What is being asked -
Output the line with "mesh.normals.push(Vector3::y());" and every following line to the end of the material, exactly as they appear.

Given information -
<<<<

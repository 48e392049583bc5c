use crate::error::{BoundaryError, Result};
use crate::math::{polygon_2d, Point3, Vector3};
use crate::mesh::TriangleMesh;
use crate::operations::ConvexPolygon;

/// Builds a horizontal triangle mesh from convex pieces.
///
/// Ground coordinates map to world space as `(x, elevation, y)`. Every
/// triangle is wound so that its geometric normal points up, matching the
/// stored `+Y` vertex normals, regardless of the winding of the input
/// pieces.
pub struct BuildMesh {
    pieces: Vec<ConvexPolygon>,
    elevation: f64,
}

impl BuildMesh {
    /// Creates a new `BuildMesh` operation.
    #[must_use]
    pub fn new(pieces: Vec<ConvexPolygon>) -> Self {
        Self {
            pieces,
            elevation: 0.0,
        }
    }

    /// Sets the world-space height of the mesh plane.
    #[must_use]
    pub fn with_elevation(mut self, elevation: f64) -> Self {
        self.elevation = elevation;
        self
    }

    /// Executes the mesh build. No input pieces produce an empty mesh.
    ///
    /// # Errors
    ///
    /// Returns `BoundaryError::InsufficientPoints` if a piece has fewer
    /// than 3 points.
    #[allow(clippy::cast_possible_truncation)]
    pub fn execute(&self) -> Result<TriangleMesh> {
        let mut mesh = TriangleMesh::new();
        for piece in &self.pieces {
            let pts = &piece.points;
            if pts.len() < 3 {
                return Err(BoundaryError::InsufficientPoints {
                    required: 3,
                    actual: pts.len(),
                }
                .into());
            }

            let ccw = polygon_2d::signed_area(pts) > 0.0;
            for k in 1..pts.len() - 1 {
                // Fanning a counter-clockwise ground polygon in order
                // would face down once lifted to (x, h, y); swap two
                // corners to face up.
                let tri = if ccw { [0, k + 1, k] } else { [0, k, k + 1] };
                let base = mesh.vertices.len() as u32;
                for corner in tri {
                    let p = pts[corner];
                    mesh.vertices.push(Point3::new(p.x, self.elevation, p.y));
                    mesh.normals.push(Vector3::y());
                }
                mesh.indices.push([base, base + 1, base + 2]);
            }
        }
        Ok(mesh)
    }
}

>>>>

Problem solution -
                    mesh.normals.push(Vector3::y());
                }
                mesh.indices.push([base, base + 1, base + 2]);
            }
        }
        Ok(mesh)
    }
}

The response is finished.